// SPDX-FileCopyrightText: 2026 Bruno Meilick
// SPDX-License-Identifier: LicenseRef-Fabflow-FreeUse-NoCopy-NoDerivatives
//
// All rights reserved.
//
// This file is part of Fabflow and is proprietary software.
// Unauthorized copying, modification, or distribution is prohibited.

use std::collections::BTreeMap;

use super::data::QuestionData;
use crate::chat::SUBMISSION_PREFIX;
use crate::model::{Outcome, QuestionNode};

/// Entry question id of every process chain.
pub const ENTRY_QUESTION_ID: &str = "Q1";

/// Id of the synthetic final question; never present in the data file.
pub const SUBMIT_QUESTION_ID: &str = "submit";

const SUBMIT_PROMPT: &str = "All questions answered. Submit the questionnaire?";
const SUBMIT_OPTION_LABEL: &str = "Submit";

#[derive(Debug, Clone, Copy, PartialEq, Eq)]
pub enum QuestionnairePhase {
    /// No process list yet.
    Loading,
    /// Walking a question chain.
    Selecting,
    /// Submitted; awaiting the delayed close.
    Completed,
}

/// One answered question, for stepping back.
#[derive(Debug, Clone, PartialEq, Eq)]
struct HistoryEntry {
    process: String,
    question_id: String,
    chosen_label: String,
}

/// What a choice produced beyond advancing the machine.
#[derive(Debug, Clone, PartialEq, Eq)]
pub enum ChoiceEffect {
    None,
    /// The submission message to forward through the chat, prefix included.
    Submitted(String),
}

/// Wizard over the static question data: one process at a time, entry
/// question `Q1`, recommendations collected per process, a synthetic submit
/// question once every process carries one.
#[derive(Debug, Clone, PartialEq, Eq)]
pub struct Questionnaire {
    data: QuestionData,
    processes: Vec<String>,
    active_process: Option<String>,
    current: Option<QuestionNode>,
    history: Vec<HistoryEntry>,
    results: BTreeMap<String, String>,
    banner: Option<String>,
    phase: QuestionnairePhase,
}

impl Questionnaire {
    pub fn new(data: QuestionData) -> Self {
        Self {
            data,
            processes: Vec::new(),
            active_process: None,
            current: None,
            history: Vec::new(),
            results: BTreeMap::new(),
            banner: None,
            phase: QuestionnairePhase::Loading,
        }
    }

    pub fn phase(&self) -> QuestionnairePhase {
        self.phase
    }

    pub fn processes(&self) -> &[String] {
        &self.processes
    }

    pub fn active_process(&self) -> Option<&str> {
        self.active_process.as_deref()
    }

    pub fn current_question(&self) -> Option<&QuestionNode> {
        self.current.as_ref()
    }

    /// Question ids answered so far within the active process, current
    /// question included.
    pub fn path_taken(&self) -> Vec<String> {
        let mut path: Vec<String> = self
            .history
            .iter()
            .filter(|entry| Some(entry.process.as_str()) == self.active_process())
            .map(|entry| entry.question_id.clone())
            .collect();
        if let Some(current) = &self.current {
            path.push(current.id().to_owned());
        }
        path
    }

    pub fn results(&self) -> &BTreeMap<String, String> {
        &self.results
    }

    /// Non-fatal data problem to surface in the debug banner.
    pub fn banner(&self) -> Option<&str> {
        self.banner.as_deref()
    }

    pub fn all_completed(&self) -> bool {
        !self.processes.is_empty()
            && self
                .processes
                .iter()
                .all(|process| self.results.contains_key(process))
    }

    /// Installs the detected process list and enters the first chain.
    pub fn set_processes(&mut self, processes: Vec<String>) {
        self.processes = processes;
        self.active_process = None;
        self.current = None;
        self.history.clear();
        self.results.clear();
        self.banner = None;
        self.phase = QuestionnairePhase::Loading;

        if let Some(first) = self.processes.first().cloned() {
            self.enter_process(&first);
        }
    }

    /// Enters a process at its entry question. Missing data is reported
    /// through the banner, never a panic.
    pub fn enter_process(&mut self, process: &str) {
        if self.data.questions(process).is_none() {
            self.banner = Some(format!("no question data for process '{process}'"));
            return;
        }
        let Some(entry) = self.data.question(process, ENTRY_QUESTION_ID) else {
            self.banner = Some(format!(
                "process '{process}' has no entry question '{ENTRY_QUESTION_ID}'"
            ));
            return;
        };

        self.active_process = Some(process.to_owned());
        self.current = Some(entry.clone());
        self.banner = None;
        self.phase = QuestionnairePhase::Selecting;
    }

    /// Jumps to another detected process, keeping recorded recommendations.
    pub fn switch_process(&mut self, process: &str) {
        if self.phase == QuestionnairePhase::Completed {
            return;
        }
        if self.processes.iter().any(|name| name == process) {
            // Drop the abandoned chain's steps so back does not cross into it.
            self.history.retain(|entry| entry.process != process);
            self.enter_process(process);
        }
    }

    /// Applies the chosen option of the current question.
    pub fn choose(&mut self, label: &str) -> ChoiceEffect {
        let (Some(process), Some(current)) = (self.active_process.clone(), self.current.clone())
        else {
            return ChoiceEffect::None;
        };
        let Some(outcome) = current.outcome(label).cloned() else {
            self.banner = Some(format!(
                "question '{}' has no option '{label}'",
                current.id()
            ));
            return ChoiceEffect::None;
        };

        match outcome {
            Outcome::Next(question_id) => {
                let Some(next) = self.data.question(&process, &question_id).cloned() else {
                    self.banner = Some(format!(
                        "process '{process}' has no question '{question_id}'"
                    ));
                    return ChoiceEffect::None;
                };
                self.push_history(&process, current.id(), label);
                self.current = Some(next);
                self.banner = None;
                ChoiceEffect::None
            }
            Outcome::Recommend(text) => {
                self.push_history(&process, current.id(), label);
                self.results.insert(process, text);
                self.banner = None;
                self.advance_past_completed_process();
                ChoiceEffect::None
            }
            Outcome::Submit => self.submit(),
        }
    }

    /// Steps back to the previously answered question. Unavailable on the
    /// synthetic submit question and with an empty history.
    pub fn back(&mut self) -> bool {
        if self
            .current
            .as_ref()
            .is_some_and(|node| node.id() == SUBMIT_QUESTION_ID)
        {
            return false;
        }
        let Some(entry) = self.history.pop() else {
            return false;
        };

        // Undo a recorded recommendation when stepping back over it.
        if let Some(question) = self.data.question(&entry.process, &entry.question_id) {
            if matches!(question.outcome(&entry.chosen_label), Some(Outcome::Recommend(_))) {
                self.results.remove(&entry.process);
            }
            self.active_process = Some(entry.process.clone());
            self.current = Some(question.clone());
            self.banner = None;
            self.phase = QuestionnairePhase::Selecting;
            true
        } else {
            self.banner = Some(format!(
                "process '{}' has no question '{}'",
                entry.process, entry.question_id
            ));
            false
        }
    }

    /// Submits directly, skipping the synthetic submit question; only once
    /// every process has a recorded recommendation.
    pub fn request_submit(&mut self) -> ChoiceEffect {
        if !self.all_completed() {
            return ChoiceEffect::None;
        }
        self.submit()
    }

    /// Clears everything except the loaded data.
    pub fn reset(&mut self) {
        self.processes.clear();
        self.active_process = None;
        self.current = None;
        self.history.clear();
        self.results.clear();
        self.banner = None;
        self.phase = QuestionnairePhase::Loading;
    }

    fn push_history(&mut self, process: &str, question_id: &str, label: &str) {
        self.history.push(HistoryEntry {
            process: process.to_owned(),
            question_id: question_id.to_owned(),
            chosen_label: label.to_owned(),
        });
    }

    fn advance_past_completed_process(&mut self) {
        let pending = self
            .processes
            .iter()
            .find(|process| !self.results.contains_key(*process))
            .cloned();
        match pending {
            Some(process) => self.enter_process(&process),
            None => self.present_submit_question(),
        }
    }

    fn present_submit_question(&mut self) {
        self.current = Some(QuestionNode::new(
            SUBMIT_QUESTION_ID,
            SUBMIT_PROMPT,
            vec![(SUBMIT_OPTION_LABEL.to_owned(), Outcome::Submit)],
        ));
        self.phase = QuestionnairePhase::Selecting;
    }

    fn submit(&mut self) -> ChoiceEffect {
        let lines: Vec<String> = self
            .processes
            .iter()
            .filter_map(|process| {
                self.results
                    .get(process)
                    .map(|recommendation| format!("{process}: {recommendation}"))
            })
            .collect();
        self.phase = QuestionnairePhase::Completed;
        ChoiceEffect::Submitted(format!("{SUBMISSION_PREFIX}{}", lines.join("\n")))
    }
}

============

- Exercise aim -
Reproduce verbatim only this range: the first line of the material through the line that contains "pub const SUBMIT_QUESTION_ID: &str", inclusive.

- Result for this task -
// SPDX-FileCopyrightText: 2026 Bruno Meilick
// SPDX-License-Identifier: LicenseRef-Fabflow-FreeUse-NoCopy-NoDerivatives
//
// All rights reserved.
//
// This file is part of Fabflow and is proprietary software.
// Unauthorized copying, modification, or distribution is prohibited.

use std::collections::BTreeMap;

use super::data::QuestionData;
use crate::chat::SUBMISSION_PREFIX;
use crate::model::{Outcome, QuestionNode};

/// Entry question id of every process chain.
pub const ENTRY_QUESTION_ID: &str = "Q1";

/// Id of the synthetic final question; never present in the data file.
pub const SUBMIT_QUESTION_ID: &str = "submit";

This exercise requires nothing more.